もう1人のピアノマン、フランク・ウェーバーのデビューアルバム

堪らなく大好きなフランク・ウェーバー。殆ど知る人も少ないと思いますが、私は彼のセカンドアルバムである「Frank Weber」が大好きで、よく聴いてました。
本作はそのフランクのデビューアルバムです。永らく入手困難で困っていたのですが、2007年11月に紙ジャケ化されたのを機に、購入しました。

まず驚いたのが、その豪華な参加ミュージシャンの面子です。リチャード・ティー(Key)にスティーヴ・ガッド(Ds)のスタッフコンビ。デヴィッド・スピノザ(G)、ウィル・リー(B)、マイク・マイニエリ(Vib)等。そうそうコーラスにはルーサー・ヴァンドロスまで参加してます。

フランクらしいミドルテンポのバラードが1曲目(①「’71」)。
彼のちょっと鼻にかかったような声が、こうした哀愁漂う楽曲には合ってますね。マイク・マイニエリのヴィブラフォンのソロが切なく響きます。いや~、いいですね。

続けて②「Regina」も甘いバラード。
後半、スティーブ・ガッドらしいリズムを刻んでいきます。デヴィッド・スピノザのアコギ・ソロが美しいです。

③「So Many Sides」はこれぞリチャード・ティーと思わせるフェンダー・ローズが終始漂っているメロウなバラード。ルー・マリーニのサックスもいいですね~。

アルバムタイトル曲である④「As The Time Flies」もフランクらしい胸に染み入るメロディが印象的なナンバー。
一部ボードヴィル調のアレンジが施されるなど、結構凝ってます。

①~④まで静かな曲が多いのですが、一転⑤「Complicated Times」のイントロで「ニヤッ」とした方も多いのではないでしょうか? タイトなドラムにシンコペーションが効いたピアノ。紛れもなくAORの香りを振りまいた楽曲ですね。一瞬、ビリー・ジョエル?とも思ってしまいました。
金澤氏のライナーノーツにもこの曲がキラートラックと表現されてますが、私もこの曲がとくに大好きです。特に曲の後半なんか、スティーヴ・ガッドのドラムとリチャード・ティーのピアノがもろにスタッフしていて最高です。AORというとウエストコーストサウンドの代表のように思われますが、この曲、これがニューヨークサウンドAORだッといわんばかりの迫力です。
エンディングのギターソロはデヴィッド・スピノザですが、(ライナーノーツにも書いてあるとおり)まるでスタッフのエリック・ゲイルを連想させるブルージーかつ熱いものがあります。
いや~、最高!!!

⑦「Straighten Up And Fly Right」はナット・キング・コールがヒットさせた曲。
本作中、唯一のカバー曲です。フランクがスウィングしてます。間奏のジャズタッチのピアノはフランク本人によるもの。この曲なんか聴くと、フランクってジャズが大好きなんだなあと思ってしまいます。

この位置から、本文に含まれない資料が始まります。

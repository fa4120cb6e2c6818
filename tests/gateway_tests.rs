//! Gateway integration tests against an in-process stub backend. These cover
//! the credential attachment, the uniform classification of every failure
//! status, the 401 forced-logout side effect, and the demo/network login
//! equivalence from the resolver's point of view.

use std::sync::atomic::{AtomicBool, Ordering};
use std::sync::Arc;

use anyhow::Result;
use axum::http::{HeaderMap, StatusCode};
use axum::routing::{get, post};
use axum::{Json, Router};
use base64::Engine;
use parking_lot::Mutex;

use crm_client::session::{decode_claims, MemorySessionStore, SessionContext, TOKEN_KEY, USER_KEY};
use crm_client::{ApiError, ClientConfig, DeniedNotice, Gateway, SessionEvents};

fn b64(v: serde_json::Value) -> String {
    base64::engine::general_purpose::URL_SAFE_NO_PAD.encode(v.to_string())
}

fn token_with(claims: serde_json::Value) -> String {
    format!("{}.{}.sig0", b64(serde_json::json!({"alg": "HS256"})), b64(claims))
}

#[derive(Default)]
struct RecordingEvents {
    logged_out: AtomicBool,
    denials: Mutex<Vec<DeniedNotice>>,
}

impl SessionEvents for RecordingEvents {
    fn logged_out(&self) {
        self.logged_out.store(true, Ordering::SeqCst);
    }

    fn access_denied(&self, notice: &DeniedNotice) {
        self.denials.lock().push(notice.clone());
    }
}

async fn spawn_backend(router: Router) -> String {
    let listener = tokio::net::TcpListener::bind("127.0.0.1:0").await.unwrap();
    let addr = listener.local_addr().unwrap();
    tokio::spawn(async move {
        axum::serve(listener, router).await.unwrap();
    });
    format!("http://{addr}/api")
}

fn gateway_for(base: &str) -> (Gateway, SessionContext, Arc<RecordingEvents>) {
    let session = SessionContext::new(Arc::new(MemorySessionStore::new()));
    let events = Arc::new(RecordingEvents::default());
    let config = ClientConfig::default().with_api_url(base);
    let gw = Gateway::new(&config, session.clone(), events.clone()).unwrap();
    (gw, session, events)
}

#[tokio::test]
async fn bearer_header_is_attached_when_token_present() -> Result<()> {
    let seen: Arc<Mutex<Option<String>>> = Arc::new(Mutex::new(None));
    let router = Router::new().route(
        "/api/tasks",
        get({
            let seen = seen.clone();
            move |headers: HeaderMap| {
                let seen = seen.clone();
                async move {
                    *seen.lock() = headers
                        .get("authorization")
                        .and_then(|v| v.to_str().ok())
                        .map(String::from);
                    Json(serde_json::json!([]))
                }
            }
        }),
    );
    let base = spawn_backend(router).await;
    let (gw, session, _) = gateway_for(&base);

    let raw = token_with(serde_json::json!({"role": "USER", "fullName": "Regular User"}));
    session.set_token(&raw);
    let tasks = gw.tasks().list().await?;
    assert!(tasks.is_empty());
    assert_eq!(seen.lock().as_deref(), Some(format!("Bearer {raw}").as_str()));
    Ok(())
}

#[tokio::test]
async fn request_without_token_is_still_sent() -> Result<()> {
    let router = Router::new().route("/api/tasks", get(|| async { Json(serde_json::json!([])) }));
    let base = spawn_backend(router).await;
    let (gw, session, _) = gateway_for(&base);

    assert_eq!(session.token(), None);
    assert!(gw.tasks().list().await.is_ok());
    Ok(())
}

#[tokio::test]
async fn unauthorized_purges_session_before_error_reaches_caller() -> Result<()> {
    let router = Router::new().route(
        "/api/customers",
        get(|| async {
            (
                StatusCode::UNAUTHORIZED,
                Json(serde_json::json!({"message": "token expired"})),
            )
        }),
    );
    let base = spawn_backend(router).await;
    let (gw, session, events) = gateway_for(&base);

    session.set_token(&token_with(serde_json::json!({"role": "ADMIN"})));
    session.set_current_user(&crm_client::CurrentUser {
        id: None,
        name: "Admin User".into(),
        full_name: None,
        email: None,
        role: "ADMIN".into(),
    });

    let err = gw.customers().list().await.unwrap_err();
    match err {
        ApiError::Unauthorized { message } => assert_eq!(message, "token expired"),
        other => panic!("expected Unauthorized, got {other:?}"),
    }
    // Both slots are gone and the logout navigation fired before the caller
    // ever saw the error.
    assert_eq!(session.token(), None);
    assert_eq!(session.current_user(), None);
    assert!(events.logged_out.load(Ordering::SeqCst));
    Ok(())
}

#[tokio::test]
async fn forbidden_leaves_session_intact_and_raises_notice() -> Result<()> {
    let router = Router::new().route(
        "/api/users",
        get(|| async {
            (
                StatusCode::FORBIDDEN,
                Json(serde_json::json!({"message": "admins only", "requiredRole": "ADMIN"})),
            )
        }),
    );
    let base = spawn_backend(router).await;
    let (gw, session, events) = gateway_for(&base);

    let raw = token_with(serde_json::json!({"role": "SALES", "fullName": "Sales Representative"}));
    session.set_token(&raw);

    let err = gw.users().list().await.unwrap_err();
    match &err {
        ApiError::Forbidden { role, required_role, message } => {
            assert_eq!(role.as_deref(), Some("SALES"));
            assert_eq!(required_role.as_deref(), Some("ADMIN"));
            assert_eq!(message, "admins only");
        }
        other => panic!("expected Forbidden, got {other:?}"),
    }
    // No logout; the denial notice carries the caller's role.
    assert_eq!(session.token().as_deref(), Some(raw.as_str()));
    assert!(!events.logged_out.load(Ordering::SeqCst));
    let denials = events.denials.lock();
    assert_eq!(denials.len(), 1);
    assert_eq!(denials[0].role.as_deref(), Some("SALES"));
    assert_eq!(denials[0].path, "/users");
    Ok(())
}

#[tokio::test]
async fn not_found_and_server_fault_do_not_touch_session() -> Result<()> {
    let router = Router::new()
        .route("/api/leads", get(|| async { StatusCode::NOT_FOUND }))
        .route(
            "/api/sales",
            get(|| async {
                (
                    StatusCode::INTERNAL_SERVER_ERROR,
                    Json(serde_json::json!({"message": "boom"})),
                )
            }),
        );
    let base = spawn_backend(router).await;
    let (gw, session, events) = gateway_for(&base);

    let raw = token_with(serde_json::json!({"role": "MANAGER"}));
    session.set_token(&raw);

    match gw.leads().list().await.unwrap_err() {
        ApiError::NotFound { path } => assert_eq!(path, "/leads"),
        other => panic!("expected NotFound, got {other:?}"),
    }
    match gw.sales().list().await.unwrap_err() {
        ApiError::ServerFault { status, message } => {
            assert_eq!(status, 500);
            assert_eq!(message, "boom");
        }
        other => panic!("expected ServerFault, got {other:?}"),
    }
    assert_eq!(session.token().as_deref(), Some(raw.as_str()));
    assert!(!events.logged_out.load(Ordering::SeqCst));
    Ok(())
}

#[tokio::test]
async fn unreachable_backend_is_classified_distinctly() -> Result<()> {
    // Bind then drop to get a port nothing is listening on.
    let listener = tokio::net::TcpListener::bind("127.0.0.1:0").await?;
    let addr = listener.local_addr()?;
    drop(listener);

    let (gw, session, _) = gateway_for(&format!("http://{addr}/api"));
    session.set_token(&token_with(serde_json::json!({"role": "USER"})));

    let err = gw.tasks().list().await.unwrap_err();
    assert!(err.is_unreachable(), "got {err:?}");
    // Transport failures never mutate session state.
    assert!(session.token().is_some());
    Ok(())
}

#[tokio::test]
async fn demo_login_yields_admin_session_with_parseable_token() -> Result<()> {
    // No backend at all: demo credentials must still produce a session.
    let listener = tokio::net::TcpListener::bind("127.0.0.1:0").await?;
    let addr = listener.local_addr()?;
    drop(listener);
    let (gw, session, _) = gateway_for(&format!("http://{addr}/api"));

    let user = gw.login("admin@crm.com", "admin123").await?;
    assert_eq!(user.role, "ADMIN");
    assert_eq!(user.display_name(), "Admin User");

    let raw = session.token().expect("token stored");
    assert_eq!(raw.matches('.').count(), 2);
    let claims = decode_claims(&raw)?;
    assert_eq!(claims.role.as_deref(), Some("ADMIN"));
    // resolver state is fully populated, as after a network login
    assert_eq!(session.role().as_deref(), Some("ADMIN"));
    assert!(session.is_authenticated());
    Ok(())
}

#[tokio::test]
async fn network_login_state_matches_demo_login_state() -> Result<()> {
    let issued = token_with(serde_json::json!({
        "sub": "jane@corp.com",
        "fullName": "Jane Doe",
        "role": "MANAGER",
        "id": 12,
    }));
    let router = Router::new().route(
        "/api/login",
        post({
            let issued = issued.clone();
            move |Json(body): Json<serde_json::Value>| {
                let issued = issued.clone();
                async move {
                    assert_eq!(body["email"], "jane@corp.com");
                    Json(serde_json::json!({
                        "token": issued,
                        "email": "jane@corp.com",
                        "role": "MANAGER",
                        "name": "Jane Doe",
                    }))
                }
            }
        }),
    );
    let base = spawn_backend(router).await;
    let (gw, session, _) = gateway_for(&base);

    let user = gw.login("jane@corp.com", "secret").await?;
    assert_eq!(user.role, "MANAGER");
    assert_eq!(user.id.as_deref(), Some("12"));
    assert_eq!(session.token().as_deref(), Some(issued.as_str()));
    // Same observable surface as the demo path: token parses, user resolves.
    assert!(session.is_authenticated());
    assert_eq!(session.display_name(), "Jane Doe");
    Ok(())
}

#[tokio::test]
async fn failed_network_login_surfaces_to_caller() -> Result<()> {
    let router = Router::new().route(
        "/api/login",
        post(|| async {
            (
                StatusCode::UNAUTHORIZED,
                Json(serde_json::json!({"message": "bad credentials"})),
            )
        }),
    );
    let base = spawn_backend(router).await;
    let (gw, session, _) = gateway_for(&base);

    let err = gw.login("nobody@crm.com", "wrong").await.unwrap_err();
    assert!(matches!(err, ApiError::Unauthorized { .. }), "got {err:?}");
    assert_eq!(session.current_user(), None);
    Ok(())
}

#[tokio::test]
async fn late_call_after_forced_logout_is_tolerated() -> Result<()> {
    // A 401 in one call races any other in-flight request; a follow-up call
    // that finds the store empty must go out unauthenticated, not crash.
    let router = Router::new()
        .route(
            "/api/customers",
            get(|| async { (StatusCode::UNAUTHORIZED, Json(serde_json::json!({}))) }),
        )
        .route("/api/tasks", get(|| async { Json(serde_json::json!([])) }));
    let base = spawn_backend(router).await;
    let (gw, session, _) = gateway_for(&base);

    session.set_token(&token_with(serde_json::json!({"role": "USER"})));
    let _ = gw.customers().list().await.unwrap_err();
    assert_eq!(session.token(), None);

    // second request proceeds without a credential and still classifies
    assert!(gw.tasks().list().await.is_ok());
    Ok(())
}

#[tokio::test]
async fn delete_with_no_content_body_succeeds() -> Result<()> {
    let router = Router::new().route(
        "/api/tasks/{id}",
        axum::routing::delete(|| async { StatusCode::NO_CONTENT }),
    );
    let base = spawn_backend(router).await;
    let (gw, session, _) = gateway_for(&base);
    session.set_token(&token_with(serde_json::json!({"role": "USER"})));

    gw.tasks().delete(7).await?;
    Ok(())
}

#[tokio::test]
async fn shared_store_observed_across_contexts() -> Result<()> {
    // Two gateways over one file store model two open tabs: a logout driven
    // by one context is seen by the other on its next read.
    let tmp = tempfile::tempdir()?;
    let store = Arc::new(crm_client::session::FileSessionStore::new(tmp.path()));
    let a = SessionContext::new(store.clone());
    let b = SessionContext::new(store);

    a.set_token(&token_with(serde_json::json!({"role": "SALES"})));
    assert_eq!(b.role().as_deref(), Some("SALES"));
    a.logout();
    assert_eq!(b.token(), None);
    assert_eq!(b.current_user(), None);
    Ok(())
}

// Keep the slot keys stable: external tooling reads the same files.
#[test]
fn slot_keys_are_fixed() {
    assert_eq!(TOKEN_KEY, "token");
    assert_eq!(USER_KEY, "user");
}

ニューヨーカーのピアノマンというとビリー・ジョエルが有名ですが、フランク・ウェーバーも非常に味わい深いものがあると思います。本作は静かな曲が多いのですが、彼のオリジナル曲には心に訴えかけるものが強くありますね。

本作は結局商業的には成功したとは言えず、予算を削られたなかで次作を発表。冒頭の通り、このセカンドアルバムもなかなかいいアルバムだったのですが、これもまたヒットには恵まれず…。
その後、サード・アルバム「Before You」は2010年にようやく発表されるに至ります。実はこの記事の素案は別ブログでサードアルバム発表前の2008年に起こしたものですが、その際にフランクのガールフレンドの方が、ブログを通じて、フランクがアルバムを発表したがっていると連絡があり、この話が私以外にもいろいろ通じていたらしく、無事に金澤さんのところのレーベルからアルバムが発表された…ということがありました。ご縁ですね~。

フランクは現在もジャズ・ミュージシャンとして地道に活動されているようです。